One of the aspects of college basketball that is objectively better than football is that they rarely schedule non-conference games more than a year out. It provides a flexibility that football cannot match; while Texas football is scheduling a home & home against Notre Dame in the mid-2030s - at which point they’re probably conference opponents - the basketball team is able to setup their schedule in early summer each year to take advantage of playing tougher teams when they know they’ll actually be tough. (Contrast that to when the Texas/USC rematches were scheduled, as an example.) Most years this works out beautifully, especially as basketball programs are generally rewarded for beefing up their strength of schedule come tournament time. Add in the yearly conference tie-ins (Big 12/SEC, Big 12/Big East, etc.) and there are generally good matchups each year for high-major teams.
Yea, about that..
COVID-19 has wreaked havoc in everyone’s world in innumerable ways, but the blank slate of each program’s non-conference slate has been impacted significantly more than their football counterparts. There have been many attempts at bridging this gap with things like multi-team events (MTEs) in Orlando headed by ESPN Events, which were abandoned in late October because - I hope you’re sitting down - different conferences couldn’t agree on player testing parameters. College basketball tried to bubble, and for the most part failed. This hurt programs up and down the ladder; high-major teams were scrambling for opponents who could test to their satisfaction, mid-major and lower teams were suddenly out of ‘buy’ games which are financed by high-major teams with attendance revenue which won’t be available, and so on and so on.
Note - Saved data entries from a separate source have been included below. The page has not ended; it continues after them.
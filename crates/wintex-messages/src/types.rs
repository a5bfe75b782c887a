//! Common types shared between the engine and its host.

use serde::{Deserialize, Serialize};

/// How a window's pixels are captured.
#[derive(Debug, Clone, Copy, Default, PartialEq, Eq, Hash, Serialize, Deserialize)]
pub enum CaptureMode {
    /// Pick the best backend this window and OS version support.
    #[default]
    Auto,

    /// Legacy GDI bitmap copy. Cheap, but occluded regions come out stale.
    BitBlt,

    /// `PrintWindow` with full content rendering; handles occluded and
    /// layered windows at a higher per-call cost.
    PrintWindow,

    /// Per-window compositor capture (Windows 10 1903+).
    WindowsGraphicsCapture,

    /// Capture disabled for this window.
    None,
}

impl CaptureMode {
    /// Lossless round-trip through a byte, for atomic storage.
    pub fn to_u8(self) -> u8 {
        match self {
            CaptureMode::Auto => 0,
            CaptureMode::BitBlt => 1,
            CaptureMode::PrintWindow => 2,
            CaptureMode::WindowsGraphicsCapture => 3,
            CaptureMode::None => 4,
        }
    }

    /// Inverse of [`CaptureMode::to_u8`]; unknown values map to `None`.
    pub fn from_u8(value: u8) -> Self {
        match value {
            0 => CaptureMode::Auto,
            1 => CaptureMode::BitBlt,
            2 => CaptureMode::PrintWindow,
            3 => CaptureMode::WindowsGraphicsCapture,
            _ => CaptureMode::None,
        }
    }
}

/// Scheduling tier for a capture request.
///
/// High-priority requests jump ahead of the background sweep that keeps
/// every visible window fresh.
#[derive(Debug, Clone, Copy, PartialEq, Eq, PartialOrd, Ord, Hash, Serialize, Deserialize)]
pub enum CapturePriority {
    /// Background refresh; serviced round-robin.
    Low,

    /// Explicit request from active use; serviced first.
    High,
}

#[cfg(test)]
mod tests {
    use super::*;

    #[test]
    fn test_capture_mode_u8_round_trip() {
        for mode in [
            CaptureMode::Auto,
            CaptureMode::BitBlt,
            CaptureMode::PrintWindow,
            CaptureMode::WindowsGraphicsCapture,
            CaptureMode::None,
        ] {
            assert_eq!(CaptureMode::from_u8(mode.to_u8()), mode);
        }
    }

    #[test]
    fn test_priority_ordering() {
        assert!(CapturePriority::High > CapturePriority::Low);
    }
}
It has been chaos; I’m writing this on Halloween (because I like to party) and half of the power conference programs still haven’t released their official non-conference schedules.
Texas hasn’t released an official schedule as of this writing, but I think they’re probably pretty close to done. The NCAA reduced the minimum (and maximum) number of games necessary on a schedule to qualify for the tourney and most power conference programs are slicing games off their non-con to get down to a lower number of total games. I expect to see a lot of 25-26 game schedules this year, down ~5 from your average year. The Big 12 has their 18-game conference schedule, which means each of their teams is only looking for 7-8 non-con games rather than their usual 13 or so. With what I know and what I think I know, this should be their schedule:
This season is going to cut a lot of fluff from high-major schedules. Texas isn’t alone in padding their schedule with a handful of ‘buy’ games where they rack up wins against lower-level opponents to make the win total look better, and that section of the basketball ecosystem looks to be dead this year. Revenue shortfalls have all sorts of impacts, and even at a school where revenue is enormous they hit a lot of snags when fans aren’t allowed into the arena en masse. I mean, as much as anyone shows up to a Texas basketball game en masse. /triple rimshot (This joke will make sense in a later piece. Probably.) There’s a possibly unintended benefit that between conference play and this schedule, Texas has a decent shot at having one of the best strength-of-schedule ranking in the country. There are at least two top-ten opponents in this list, plus a chance at a couple other tournament-level teams.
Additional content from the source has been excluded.